Pleinement conscients de la responsabilité de l’exécutif dans le sort qui leur est fait, ils en appellent à la justice, celle qui consiste à pouvoir vivre dignement, à contribuer équitablement à l’effort national, à bénéficier d’une réelle redistribution des richesses du pays.
Face à ce grand mouvement populaire, face aux manifestations pacifiques qui se sont déroulées à travers toute la France, l’exécutif a failli.
La gestion du maintien de l’ordre a été catastrophique.
Les opérations de service d’ordre public n’ont pas permis l’exercice des libertés publiques tout en assurant la sécurité des personnes et des biens.
Le bilan de ces dernières semaines est désastreux : onze personnes sont mortes, des milliers de personnes ont été blessées, mutilées.
Dans des conditions d’extrêmes tensions, le gouvernement a choisi de rompre avec la doctrine française du maintien de l’ordre qui repose sur la prévention des troubles, l’absolue nécessité de l’usage de la force et la réponse proportionnée à la menace.

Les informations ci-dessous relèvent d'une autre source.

//! Completions command

use clap::CommandFactory;
use clap_complete::generate;

/// Generate shell completions
pub fn completions(shell: clap_complete::Shell) {
    let mut cmd = crate::Cli::command();
    generate(shell, &mut cmd, "xh", &mut std::io::stdout());
}
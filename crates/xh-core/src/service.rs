//! Proxy core process coordination.
//!
//! [`ServiceCoordinator`] is the seam the binary swap talks to. It only
//! needs three bounded operations: query, stop and start. The default
//! implementation, [`PidFileService`], tracks the core through a pid file in
//! the run directory.

use std::fs::{self, OpenOptions};
use std::path::{Path, PathBuf};
use std::process::{Command, Stdio};
use std::time::{Duration, Instant};

use thiserror::Error;
use wait_timeout::ChildExt;
use xh_schema::{CoreType, UnsupportedCoreType};

use crate::config::CoreSection;

const PID_FILE: &str = "core.pid";
const LOG_FILE: &str = "error.log";

#[derive(Error, Debug)]
pub enum ServiceError {
    #[error("IO error: {0}")]
    Io(#[from] std::io::Error),

    #[error("kill -TERM {pid} failed")]
    Signal { pid: String },

    #[error("core (pid {pid}) did not exit within {timeout:?}")]
    StillRunning { pid: String, timeout: Duration },

    #[error("core exited right after start: {status}")]
    ExitedEarly { status: String },
}

/// Observed state of the core process.
#[derive(Debug, Clone, Default, PartialEq, Eq)]
pub struct ServiceState {
    pub running: bool,
    pub pid: Option<String>,
}

/// Query/stop/start access to the supervised core.
///
/// Implementations must never block indefinitely.
pub trait ServiceCoordinator: Send + Sync {
    fn is_running(&self) -> ServiceState;

    fn stop(&self) -> Result<(), ServiceError>;

    fn start(&self) -> Result<(), ServiceError>;
}

/// Tracks the core through `<run_dir>/core.pid`.
#[derive(Debug, Clone)]
pub struct PidFileService {
    core_path: PathBuf,
    args: Vec<String>,
    run_dir: PathBuf,
    stop_timeout: Duration,
    start_grace: Duration,
}

impl PidFileService {
    pub fn new(
        core_path: impl Into<PathBuf>,
        args: Vec<String>,
        run_dir: impl Into<PathBuf>,
    ) -> Self {
        Self {
            core_path: core_path.into(),
            args,
            run_dir: run_dir.into(),
            stop_timeout: Duration::from_secs(3),
            start_grace: Duration::from_millis(500),
        }
    }

    /// Build from the `[core]` section, using per-core default arguments
    /// unless `args` is set.
    pub fn from_config(core: &CoreSection) -> Result<Self, UnsupportedCoreType> {
        let core_type = core.core_type()?;
        let args = core
            .args
            .clone()
            .unwrap_or_else(|| default_args(core_type, &core.config_path(), &core.data_dir));
        Ok(Self::new(core.core_path(core_type), args, &core.run_dir))
    }

    pub fn pid_file(&self) -> PathBuf {
        self.run_dir.join(PID_FILE)
    }

    fn read_pid(&self) -> Option<u32> {
        fs::read_to_string(self.pid_file())
            .ok()
            .and_then(|s| s.trim().parse().ok())
    }
}

/// Start arguments each core expects by default.
pub fn default_args(core: CoreType, config: &Path, data_dir: &Path) -> Vec<String> {
    match core {
        CoreType::Xray => vec![
            "run".to_string(),
            "-confdir".to_string(),
            config.display().to_string(),
        ],
        CoreType::SingBox => vec![
            "run".to_string(),
            "-D".to_string(),
            data_dir.display().to_string(),
            "-C".to_string(),
            config.display().to_string(),
        ],
    }
}

/// A pid is alive when `/proc/<pid>` exists and is not a zombie.
fn process_alive(pid: u32) -> bool {
    let Ok(stat) = fs::read_to_string(format!("/proc/{pid}/stat")) else {
        return false;
    };
    // Format: `pid (comm) state ...`; comm may itself contain ')'.
    match stat.rfind(')').and_then(|i| stat[i + 1..].trim_start().chars().next()) {
        Some('Z' | 'X') | None => false,
        Some(_) => true,
    }
}

impl ServiceCoordinator for PidFileService {
    fn is_running(&self) -> ServiceState {
        match self.read_pid() {
            Some(pid) if process_alive(pid) => ServiceState {
                running: true,
                pid: Some(pid.to_string()),
            },
            _ => ServiceState::default(),
        }
    }

    fn stop(&self) -> Result<(), ServiceError> {
        let Some(pid) = self.is_running().pid else {
            fs::remove_file(self.pid_file()).ok();
            return Ok(());
        };

        tracing::debug!("Sending SIGTERM to core (pid {pid})");
        let status = Command::new("kill")
            .args(["-TERM", pid.as_str()])
            .stdout(Stdio::null())
            .stderr(Stdio::null())
            .status()?;
        if !status.success() {
            return Err(ServiceError::Signal { pid });
        }

        let deadline = Instant::now() + self.stop_timeout;
        while self.is_running().running {
            if Instant::now() >= deadline {
                return Err(ServiceError::StillRunning {
                    pid,
                    timeout: self.stop_timeout,
                });
            }
            std::thread::sleep(Duration::from_millis(100));
        }

        fs::remove_file(self.pid_file()).ok();
        tracing::info!("Core (pid {pid}) stopped");
        Ok(())
    }

    fn start(&self) -> Result<(), ServiceError> {
        let state = self.is_running();
        if state.running {
            tracing::debug!("Core already running (pid {:?})", state.pid);
            return Ok(());
        }

        fs::create_dir_all(&self.run_dir)?;
        let log = OpenOptions::new()
            .create(true)
            .append(true)
            .open(self.run_dir.join(LOG_FILE))?;

        let mut child = Command::new(&self.core_path)
            .args(&self.args)
            .stdin(Stdio::null())
            .stdout(Stdio::null())
            .stderr(log)
            .spawn()?;

        if let Some(status) = child.wait_timeout(self.start_grace)? {
            return Err(ServiceError::ExitedEarly {
                status: status.to_string(),
            });
        }

        fs::write(self.pid_file(), child.id().to_string())?;
        tracing::info!("Core started (pid {})", child.id());
        Ok(())
    }
}

#[cfg(test)]
mod tests {
    use super::*;
    use tempfile::tempdir;

    #[test]
    fn test_default_args() {
        let xray = default_args(CoreType::Xray, Path::new("/c"), Path::new("/d"));
        assert_eq!(xray, ["run", "-confdir", "/c"]);
        let sb = default_args(CoreType::SingBox, Path::new("/c.json"), Path::new("/d"));
        assert_eq!(sb, ["run", "-D", "/d", "-C", "/c.json"]);
    }

    #[test]
    fn test_no_pid_file_is_not_running() {
        let dir = tempdir().unwrap();
        let service = PidFileService::new("/bin/true", vec![], dir.path());
        assert_eq!(service.is_running(), ServiceState::default());
        // Stopping a stopped service is a no-op.
        service.stop().unwrap();
    }

    #[test]
    fn test_garbage_pid_file_is_not_running() {
        let dir = tempdir().unwrap();
        fs::write(dir.path().join(PID_FILE), "not-a-pid").unwrap();
        let service = PidFileService::new("/bin/true", vec![], dir.path());
        assert!(!service.is_running().running);
    }

    #[cfg(target_os = "linux")]
    #[test]
    fn test_live_pid_is_running() {
        let dir = tempdir().unwrap();
        fs::write(dir.path().join(PID_FILE), std::process::id().to_string()).unwrap();
        let service = PidFileService::new("/bin/true", vec![], dir.path());
        let state = service.is_running();
        assert!(state.running);
        assert_eq!(state.pid, Some(std::process::id().to_string()));
    }

    #[cfg(target_os = "linux")]
    #[test]
    fn test_start_then_stop() {
        let dir = tempdir().unwrap();
        let service = PidFileService::new(
            "/bin/sh",
            vec!["-c".to_string(), "exec sleep 30".to_string()],
            dir.path(),
        );

        service.start().unwrap();
        assert!(service.is_running().running);
        assert!(service.pid_file().exists());

        service.stop().unwrap();
        assert!(!service.is_running().running);
        assert!(!service.pid_file().exists());
    }

    #[cfg(target_os = "linux")]
    #[test]
    fn test_start_reports_early_exit() {
        let dir = tempdir().unwrap();
        let service = PidFileService::new(
            "/bin/sh",
            vec!["-c".to_string(), "exit 3".to_string()],
            dir.path(),
        );
        let err = service.start().unwrap_err();
        assert!(matches!(err, ServiceError::ExitedEarly { .. }));
        assert!(!service.pid_file().exists());
    }

    #[test]
    fn test_start_missing_binary() {
        let dir = tempdir().unwrap();
        let service = PidFileService::new(dir.path().join("nope"), vec![], dir.path());
        assert!(matches!(service.start(), Err(ServiceError::Io(_))));
    }
}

Le processus de pacification de la gestion des manifestations autour duquel s’est bâtie la doctrine du maintien de l’ordre « à la française » a laissé place à un processus de confrontation. L’approche policière du maintien de l’ordre s’est traduite ces dernières semaines par le développement des logiques d’interpellation qui implique un rapprochement au corps à corps et un abandon de la logique de mise à distance. Elle s’est traduite également par l’intervention croissante d’unités non spécialisées dans le maintien de l’ordre et par une militarisation de l’armement.
Les armes de force intermédiaire sont de plus en plus utilisées, en particulier les lanceurs de balle de défense (LBD 40), les grenades lacrymogènes instantanées (GLI F4) et les grenades de désencerclement.

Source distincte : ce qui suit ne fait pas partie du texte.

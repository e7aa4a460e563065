//! Command implementations.

pub mod completions;
pub mod nodes;
pub mod update;

use anyhow::{Context as _, Result, bail};
use std::path::Path;
use xh_core::{Config, Context, default_config_path};

/// Load the configuration file.
///
/// An explicitly given path (`--config` or `XH_CONFIG`) must exist. Without
/// one, `~/.xh/config.toml` is used when present and built-in defaults
/// otherwise.
pub fn load_config(explicit: Option<&Path>) -> Result<Config> {
    if let Some(path) = explicit {
        if !path.exists() {
            bail!("Config file {} does not exist", path.display());
        }
        return Ok(Config::load(path)?);
    }

    let path = default_config_path();
    if path.exists() {
        Config::load(&path).with_context(|| format!("Failed to load {}", path.display()))
    } else {
        tracing::debug!("No config at {}, using defaults", path.display());
        Ok(Config::default())
    }
}

/// Load the configuration and build the shared HTTP client.
pub fn load_context(explicit: Option<&Path>) -> Result<Context> {
    let config = load_config(explicit)?;
    Ok(Context::new(config)?)
}
//! Status lines for commands.
//!
//! Informational lines go to stdout. Warnings and errors go to stderr so
//! that machine-readable output (`xh nodes --json`) stays parseable.

use super::theme::Theme;
use crossterm::style::Stylize;

/// Prints themed status messages.
#[derive(Debug, Clone, Default)]
pub struct Output {
    theme: Theme,
    quiet: bool,
}

impl Output {
    pub fn new() -> Self {
        Self::default()
    }

    /// Suppress info and success lines, keeping warnings and errors.
    pub fn quiet() -> Self {
        Self {
            quiet: true,
            ..Self::default()
        }
    }

    /// Prints a visual section header for an operation phase.
    pub fn section(&self, title: &str) {
        if self.quiet {
            return;
        }
        println!();
        println!("  {}", title.bold());
    }

    /// Prints an informational message to the console.
    pub fn info(&self, msg: &str) {
        if self.quiet {
            return;
        }
        println!(
            "  {} {}",
            self.theme.icons.info.with(self.theme.colors.secondary),
            msg
        );
    }

    /// Prints a success message to the console.
    pub fn success(&self, msg: &str) {
        if self.quiet {
            return;
        }
        println!(
            "  {} {}",
            self.theme.icons.success.with(self.theme.colors.success),
            msg
        );
    }

    /// Prints a warning message to stderr.
    pub fn warning(&self, msg: &str) {
        eprintln!(
            "  {} {}",
            self.theme.icons.warning.with(self.theme.colors.warning),
            msg
        );
    }

    /// Prints an error message to stderr.
    pub fn error(&self, msg: &str) {
        eprintln!(
            "  {} {}",
            self.theme.icons.error.with(self.theme.colors.error),
            msg
        );
    }
}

Depuis le début des manifestations, le 17 novembre 2018, dit l’acte I des « des gilets jaunes », le LBD 40 a été utilisé à 9.228 reprises ce qui a entraîné l’ouverture de 133 enquêtes par l’Inspection générale de la police (IGPN).

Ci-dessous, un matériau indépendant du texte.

//! Core binary replacement.
//!
//! An update walks through
//! `Idle → Downloading → ReadyToSwap → ServiceStopping? → Swapping →
//! ServiceStarting? → Done`, and may fail from any phase. Two finalizers run
//! on every exit path, held by a [`SwapSession`] guard:
//!
//! 1. the downloaded container is deleted;
//! 2. if the core was running when the swap began, it is started again.
//!
//! Stop and start failures are logged and never abort the update: a replaced
//! binary with a stale process is recoverable by a restart, while an
//! abandoned extraction leaves no usable binary at all.

use std::fmt;
use std::path::{Path, PathBuf};
use std::sync::Arc;

use reqwest::Client;
use thiserror::Error;
use xh_schema::{CoreType, UnsupportedCoreType};

use crate::config::{Context, CoreSection, UpdateSection};
use crate::io::download::{DownloadError, download_to_file};
use crate::io::extract::{ArchiveEntryRequest, ContainerKind, ExtractError, extract_entry};
use crate::release::{ReleaseError, resolve_asset};
use crate::service::ServiceCoordinator;

#[derive(Error, Debug)]
pub enum SwapError {
    #[error(transparent)]
    UnsupportedCoreType(#[from] UnsupportedCoreType),

    #[error("Failed to create {}: {source}", path.display())]
    Prepare {
        path: PathBuf,
        source: std::io::Error,
    },

    #[error(transparent)]
    Release(#[from] ReleaseError),

    #[error("Download failed: {0}")]
    Download(#[from] DownloadError),

    #[error("Extraction failed: {0}")]
    Extract(#[from] ExtractError),

    #[error("Extraction task panicked: {0}")]
    Join(#[from] tokio::task::JoinError),
}

/// Phases of a single update.
#[derive(Debug, Clone, Copy, PartialEq, Eq)]
pub enum SwapPhase {
    Idle,
    Downloading,
    ReadyToSwap,
    ServiceStopping,
    Swapping,
    ServiceStarting,
    Done,
}

impl fmt::Display for SwapPhase {
    fn fmt(&self, f: &mut fmt::Formatter<'_>) -> fmt::Result {
        fmt::Debug::fmt(self, f)
    }
}

/// Where the new binary goes and where its container is staged.
#[derive(Debug, Clone)]
pub struct CoreBinaryTarget {
    pub final_path: PathBuf,
    pub temp_container_path: PathBuf,
    pub core_type: CoreType,
}

impl CoreBinaryTarget {
    pub fn from_config(core: &CoreSection) -> Result<Self, UnsupportedCoreType> {
        let core_type = core.core_type()?;
        Ok(Self {
            final_path: core.core_path(core_type),
            temp_container_path: core.data_dir.join(core_type.container_file_name()),
            core_type,
        })
    }
}

/// How the container URL is obtained.
#[derive(Debug, Clone, PartialEq, Eq)]
pub enum ReleaseSource {
    /// A stable "latest" download link.
    Direct(String),
    /// A release-listing API plus the asset name substring to pick.
    Api { url: String, pattern: String },
}

impl ReleaseSource {
    /// xray publishes a stable download link; sing-box needs an API lookup.
    pub fn for_core(core: CoreType, update: &UpdateSection) -> Self {
        match core {
            CoreType::Xray => Self::Direct(update.xray_url.clone()),
            CoreType::SingBox => Self::Api {
                url: update.singbox_release_api.clone(),
                pattern: update.asset_pattern.clone(),
            },
        }
    }
}

/// Result of a completed swap.
#[derive(Debug, Clone)]
pub struct SwapOutcome {
    pub core_type: CoreType,
    pub final_path: PathBuf,
    pub download_url: String,
    pub bytes_written: u64,
    /// The core was running before the swap and a restart was attempted.
    pub restarted: bool,
}

/// Always-run finalizers for one update.
///
/// [`SwapSession::finish`] runs them on every return path of
/// [`BinarySwapper::run`]. `Drop` covers an update future dropped mid-flight.
struct SwapSession<S: ServiceCoordinator + ?Sized + 'static> {
    service: Arc<S>,
    container: PathBuf,
    phase: SwapPhase,
    restart: bool,
    finished: bool,
}

impl<S: ServiceCoordinator + ?Sized + 'static> SwapSession<S> {
    fn new(service: Arc<S>, container: PathBuf) -> Self {
        Self {
            service,
            container,
            phase: SwapPhase::Idle,
            restart: false,
            finished: false,
        }
    }

    fn advance(&mut self, phase: SwapPhase) {
        tracing::debug!("core update: {} -> {phase}", self.phase);
        self.phase = phase;
    }

    fn remove_container(&self) {
        match std::fs::remove_file(&self.container) {
            Ok(()) => tracing::debug!("Removed {}", self.container.display()),
            Err(e) if e.kind() == std::io::ErrorKind::NotFound => {}
            Err(e) => tracing::warn!("Failed to remove {}: {e}", self.container.display()),
        }
    }

    async fn finish(mut self) {
        let failed_in = (self.phase != SwapPhase::Done).then_some(self.phase);
        self.remove_container();

        if self.restart {
            self.advance(SwapPhase::ServiceStarting);
            tracing::info!("Starting core");
            let service = Arc::clone(&self.service);
            match tokio::task::spawn_blocking(move || service.start()).await {
                Ok(Ok(())) => {}
                Ok(Err(e)) => tracing::warn!("Failed to restart core: {e}"),
                Err(e) => tracing::warn!("Core restart task failed: {e}"),
            }
        }

        match failed_in {
            Some(phase) => tracing::warn!("Core update failed during {phase}"),
            None => self.advance(SwapPhase::Done),
        }
        self.finished = true;
    }
}

impl<S: ServiceCoordinator + ?Sized + 'static> Drop for SwapSession<S> {
    fn drop(&mut self) {
        if self.finished {
            return;
        }
        tracing::warn!("Core update abandoned during {}", self.phase);
        self.remove_container();

        if self.restart {
            let service = Arc::clone(&self.service);
            let start = move || {
                if let Err(e) = service.start() {
                    tracing::warn!("Failed to restart core: {e}");
                }
            };
            match tokio::runtime::Handle::try_current() {
                Ok(handle) => drop(handle.spawn_blocking(start)),
                Err(_) => start(),
            }
        }
    }
}

/// Downloads a core release and swaps it in under a stopped service.
pub struct BinarySwapper<'a, S: ServiceCoordinator + ?Sized + 'static> {
    client: &'a Client,
    service: Arc<S>,
    target: CoreBinaryTarget,
    source: ReleaseSource,
}

impl<S: ServiceCoordinator + ?Sized + 'static> fmt::Debug for BinarySwapper<'_, S> {
    fn fmt(&self, f: &mut fmt::Formatter<'_>) -> fmt::Result {
        f.debug_struct("BinarySwapper")
            .field("target", &self.target)
            .field("source", &self.source)
            .finish_non_exhaustive()
    }
}

impl<'a, S: ServiceCoordinator + ?Sized + 'static> BinarySwapper<'a, S> {
    pub fn new(
        client: &'a Client,
        service: Arc<S>,
        target: CoreBinaryTarget,
        source: ReleaseSource,
    ) -> Self {
        Self {
            client,
            service,
            target,
            source,
        }
    }

    /// Build from configuration. The core type is validated here, before
    /// any network or filesystem activity.
    pub fn from_context(ctx: &'a Context, service: Arc<S>) -> Result<Self, SwapError> {
        let target = CoreBinaryTarget::from_config(&ctx.config.core)?;
        let source = ReleaseSource::for_core(target.core_type, &ctx.config.update);
        Ok(Self::new(&ctx.client, service, target, source))
    }

    /// Run the update to completion or to its first unrecoverable error.
    pub async fn run(self) -> Result<SwapOutcome, SwapError> {
        let Self {
            client,
            service,
            target,
            source,
        } = self;

        for dir in [target.temp_container_path.parent(), target.final_path.parent()]
            .into_iter()
            .flatten()
        {
            ensure_dir(dir)?;
        }

        let mut session = SwapSession::new(service, target.temp_container_path.clone());
        let result = swap(client, &target, source, &mut session).await;
        let restarted = session.restart;
        session.finish().await;

        let (download_url, bytes_written) = result?;
        Ok(SwapOutcome {
            core_type: target.core_type,
            final_path: target.final_path,
            download_url,
            bytes_written,
            restarted,
        })
    }
}

async fn swap<S: ServiceCoordinator + ?Sized + 'static>(
    client: &Client,
    target: &CoreBinaryTarget,
    source: ReleaseSource,
    session: &mut SwapSession<S>,
) -> Result<(String, u64), SwapError> {
    let core_type = target.core_type;

    session.advance(SwapPhase::Downloading);
    let (download_url, asset_name, sha256) = match source {
        ReleaseSource::Direct(url) => (url, None, None),
        ReleaseSource::Api { url, pattern } => {
            let asset = resolve_asset(client, &url, &pattern).await?;
            (asset.download_url, Some(asset.name), asset.sha256)
        }
    };
    let kind = container_kind(asset_name.as_deref().unwrap_or(&download_url), core_type);
    tracing::info!("Downloading {core_type} from {download_url}");
    download_to_file(
        client,
        &download_url,
        &target.temp_container_path,
        sha256.as_deref(),
    )
    .await?;

    session.advance(SwapPhase::ReadyToSwap);
    let state = session.service.is_running();
    if state.running {
        session.advance(SwapPhase::ServiceStopping);
        session.restart = true;
        tracing::info!(
            "Core is running (pid {}), stopping it",
            state.pid.as_deref().unwrap_or("?")
        );
        let service = Arc::clone(&session.service);
        match tokio::task::spawn_blocking(move || service.stop()).await {
            Ok(Ok(())) => {}
            Ok(Err(e)) => tracing::warn!("Failed to stop core, replacing binary anyway: {e}"),
            Err(e) => tracing::warn!("Core stop task failed, replacing binary anyway: {e}"),
        }
        if let Err(e) = std::fs::remove_file(&target.final_path) {
            tracing::debug!("Could not remove old binary: {e}");
        }
    }

    session.advance(SwapPhase::Swapping);
    let entry = core_type.binary_name();
    let container = target.temp_container_path.clone();
    let dest = target.final_path.clone();
    let bytes_written = tokio::task::spawn_blocking(move || {
        let request = ArchiveEntryRequest {
            container_path: &container,
            target_entry_name: entry,
        };
        extract_entry(&request, kind, &dest)
    })
    .await??;

    tracing::info!(
        "Installed {core_type} ({bytes_written} bytes) at {}",
        target.final_path.display()
    );
    session.advance(SwapPhase::Done);
    Ok((download_url, bytes_written))
}

/// Container family named by the asset file, else the one the core publishes.
fn container_kind(file_name: &str, core: CoreType) -> ContainerKind {
    let path = file_name.split(['?', '#']).next().unwrap_or(file_name);
    ContainerKind::detect(Path::new(path)).unwrap_or_else(|| ContainerKind::for_core(core))
}

fn ensure_dir(dir: &Path) -> Result<(), SwapError> {
    std::fs::create_dir_all(dir).map_err(|source| SwapError::Prepare {
        path: dir.to_path_buf(),
        source,
    })
}

/// Update the configured core, validating its type before any side effect.
pub async fn update_core<S: ServiceCoordinator + ?Sized + 'static>(
    ctx: &Context,
    service: Arc<S>,
) -> Result<SwapOutcome, SwapError> {
    BinarySwapper::from_context(ctx, service)?.run().await
}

Les lanceurs de balle de défense ont progressivement été introduits en maintien de l’ordre français depuis le début des années 2000, connaissant un essor majeur après les émeutes de 2005. C’est tout d’abord le Flashball Superpro qui fut utilisé. Le LBD 40 a quant à lui été introduit en France en 2009 et s’est depuis considérablement développé. Suite aux diverses recommandations en ce sens, notamment celles du Défenseur des droits les autorités de police ont annoncé l’abandon du Flashball Superpro en raison de son imprécision, au profit du LBD 40.
Le lanceur de balles de défense est, par nature, d’une utilisation problématique dans le cadre du maintien de l’ordre, tant au regard de ses caractéristiques que du fait de ses conditions d’utilisation.
Comme le souligne le Défenseur des droits, dans son rapport de décembre 2017, sur « Le maintien de l’ordre au regard des règles de déontologie », le lanceur de balles de défense, dans le cadre de rassemblement sur la voie publique ne permet ni d’apprécier la distance de tir ni de prévenir les dommages collatéraux.
« Au cours d’une manifestation où, par définition, les personnes visées sont généralement groupées et mobiles, le point visé ne sera pas nécessairement le point touché et la personne visée pourra ne pas être celle atteinte. En outre, même si le tireur respecte les prohibitions et injonctions de la doctrine d’emploi technique, l’utilisation d’une telle arme à l’occasion d’une manifestation est susceptible de provoquer de graves blessures comme la perte d’un œil, possibilité qui confère à cette arme un degré de dangerosité disproportionné au regard des objectifs du maintien de l’ordre. »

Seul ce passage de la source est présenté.